Directions:
The task calls for every line of the data to be retyped exactly.
Data extracts START
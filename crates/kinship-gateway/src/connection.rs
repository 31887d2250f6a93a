use std::sync::Arc;
use std::sync::atomic::{AtomicBool, Ordering};
use std::time::Duration;

use axum::body::Bytes;
use axum::extract::ws::{Message, WebSocket};
use futures_util::stream::{SplitSink, SplitStream};
use futures_util::{SinkExt, StreamExt};
use tracing::{error, info, warn};

use kinship_types::events::GatewayEvent;
use kinship_types::models::UserSummary;

use crate::gateway::Gateway;
use crate::presence::Session;

/// Heartbeat interval: server sends a Ping every 15 seconds.
/// If 2 consecutive Pongs are missed (~30s), the connection is dropped.
const HEARTBEAT_INTERVAL: Duration = Duration::from_secs(15);

/// Handle a pre-authenticated WebSocket connection.
/// The token was validated at the HTTP upgrade layer, so the socket goes
/// straight to Ready, presence and the event loop.
pub async fn handle_connection(socket: WebSocket, gateway: Gateway, user: UserSummary) {
    let (mut sender, receiver) = socket.split();

    info!("{} ({}) connected to gateway", user.username, user.id);

    let ready = GatewayEvent::Ready {
        user_id: user.id,
        username: user.username.clone(),
    };
    if !send_event(&mut sender, &ready).await {
        return;
    }

    // Registers the connection and queues the online-friends snapshot.
    let session = gateway.presence().connect(user.id).await;
    let handle = session.handle;

    run_connection_loop(sender, receiver, gateway.clone(), user.clone(), session).await;

    gateway.presence().disconnect(user.id, handle);
    info!("{} ({}) disconnected from gateway [{}]", user.username, user.id, handle);
}

async fn run_connection_loop(
    mut sender: SplitSink<WebSocket, Message>,
    mut receiver: SplitStream<WebSocket>,
    gateway: Gateway,
    user: UserSummary,
    session: Session,
) {
    let Session { handle, mut events } = session;

    // Shared flag for heartbeat
    let pong_received = Arc::new(AtomicBool::new(true));
    let pong_flag_send = pong_received.clone();
    let pong_flag_recv = pong_received.clone();

    // Forward targeted events -> client, with heartbeat
    let mut send_task = tokio::spawn(async move {
        let mut heartbeat = tokio::time::interval(HEARTBEAT_INTERVAL);
        heartbeat.tick().await;
        let mut missed_heartbeats: u8 = 0;

        loop {
            tokio::select! {
                event = events.recv() => {
                    let Some(event) = event else { break };
                    if !send_event(&mut sender, &event).await {
                        break;
                    }
                }
                _ = heartbeat.tick() => {
                    if pong_flag_send.swap(false, Ordering::Acquire) {
                        missed_heartbeats = 0;
                    } else {
                        missed_heartbeats += 1;
                        if missed_heartbeats >= 2 {
                            warn!("Heartbeat timeout (missed {} pongs), dropping connection", missed_heartbeats);
                            break;
                        }
                    }
                    if sender.send(Message::Ping(Bytes::new())).await.is_err() {
                        break;
                    }
                }
            }
        }
    });

    // Commands from one connection are handled strictly one after another.
    let mut recv_task = tokio::spawn(async move {
        while let Some(Ok(msg)) = receiver.next().await {
            match msg {
                Message::Text(text) => {
                    gateway.handle_text(&user, handle, text.as_str()).await;
                }
                Message::Pong(_) => {
                    pong_flag_recv.store(true, Ordering::Release);
                }
                Message::Close(_) => break,
                _ => {}
            }
        }
    });

    // Wait for either task to finish
    tokio::select! {
        _ = &mut send_task => recv_task.abort(),
        _ = &mut recv_task => send_task.abort(),
    }
}

/// Serialize and write one event. Returns false once the socket is unusable.
async fn send_event(sender: &mut SplitSink<WebSocket, Message>, event: &GatewayEvent) -> bool {
    let text = match serde_json::to_string(event) {
        Ok(text) => text,
        Err(e) => {
            error!("failed to encode gateway event: {}", e);
            return true;
        }
    };
    sender.send(Message::Text(text.into())).await.is_ok()
}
Data extracts END
Answer to this task:
filename crates/kinship-gateway/src/connection.rs
repository 31887d2250f6a93a
use std::sync::Arc;
use std::sync::atomic::{AtomicBool, Ordering};
use std::time::Duration;

use axum::body::Bytes;
use axum::extract::ws::{Message, WebSocket};
use futures_util::stream::{SplitSink, SplitStream};
use futures_util::{SinkExt, StreamExt};
use tracing::{error, info, warn};

use kinship_types::events::GatewayEvent;
use kinship_types::models::UserSummary;

use crate::gateway::Gateway;
use crate::presence::Session;

/// Heartbeat interval: server sends a Ping every 15 seconds.
/// If 2 consecutive Pongs are missed (~30s), the connection is dropped.
const HEARTBEAT_INTERVAL: Duration = Duration::from_secs(15);

/// Handle a pre-authenticated WebSocket connection.
/// The token was validated at the HTTP upgrade layer, so the socket goes
/// straight to Ready, presence and the event loop.
pub async fn handle_connection(socket: WebSocket, gateway: Gateway, user: UserSummary) {
    let (mut sender, receiver) = socket.split();

    info!("{} ({}) connected to gateway", user.username, user.id);

    let ready = GatewayEvent::Ready {
        user_id: user.id,
        username: user.username.clone(),
    };
    if !send_event(&mut sender, &ready).await {
        return;
    }

    // Registers the connection and queues the online-friends snapshot.
    let session = gateway.presence().connect(user.id).await;
    let handle = session.handle;

    run_connection_loop(sender, receiver, gateway.clone(), user.clone(), session).await;

    gateway.presence().disconnect(user.id, handle);
    info!("{} ({}) disconnected from gateway [{}]", user.username, user.id, handle);
}

async fn run_connection_loop(
    mut sender: SplitSink<WebSocket, Message>,
    mut receiver: SplitStream<WebSocket>,
    gateway: Gateway,
    user: UserSummary,
    session: Session,
) {
    let Session { handle, mut events } = session;

    // Shared flag for heartbeat
    let pong_received = Arc::new(AtomicBool::new(true));
    let pong_flag_send = pong_received.clone();
    let pong_flag_recv = pong_received.clone();

    // Forward targeted events -> client, with heartbeat
    let mut send_task = tokio::spawn(async move {
        let mut heartbeat = tokio::time::interval(HEARTBEAT_INTERVAL);
        heartbeat.tick().await;
        let mut missed_heartbeats: u8 = 0;

        loop {
            tokio::select! {
                event = events.recv() => {
                    let Some(event) = event else { break };
                    if !send_event(&mut sender, &event).await {
                        break;
                    }
                }
                _ = heartbeat.tick() => {
                    if pong_flag_send.swap(false, Ordering::Acquire) {
                        missed_heartbeats = 0;
                    } else {
                        missed_heartbeats += 1;
                        if missed_heartbeats >= 2 {
                            warn!("Heartbeat timeout (missed {} pongs), dropping connection", missed_heartbeats);
                            break;
                        }
                    }
                    if sender.send(Message::Ping(Bytes::new())).await.is_err() {
                        break;
                    }
                }
            }
        }
    });

    // Commands from one connection are handled strictly one after another.
    let mut recv_task = tokio::spawn(async move {
        while let Some(Ok(msg)) = receiver.next().await {
            match msg {
                Message::Text(text) => {
                    gateway.handle_text(&user, handle, text.as_str()).await;
                }
                Message::Pong(_) => {
                    pong_flag_recv.store(true, Ordering::Release);
                }
                Message::Close(_) => break,
                _ => {}
            }
        }
    });

    // Wait for either task to finish
    tokio::select! {
        _ = &mut send_task => recv_task.abort(),
        _ = &mut recv_task => send_task.abort(),
    }
}

/// Serialize and write one event. Returns false once the socket is unusable.
async fn send_event(sender: &mut SplitSink<WebSocket, Message>, event: &GatewayEvent) -> bool {
    let text = match serde_json::to_string(event) {
        Ok(text) => text,
        Err(e) => {
            error!("failed to encode gateway event: {}", e);
            return true;
        }
    };
    sender.send(Message::Text(text.into())).await.is_ok()
}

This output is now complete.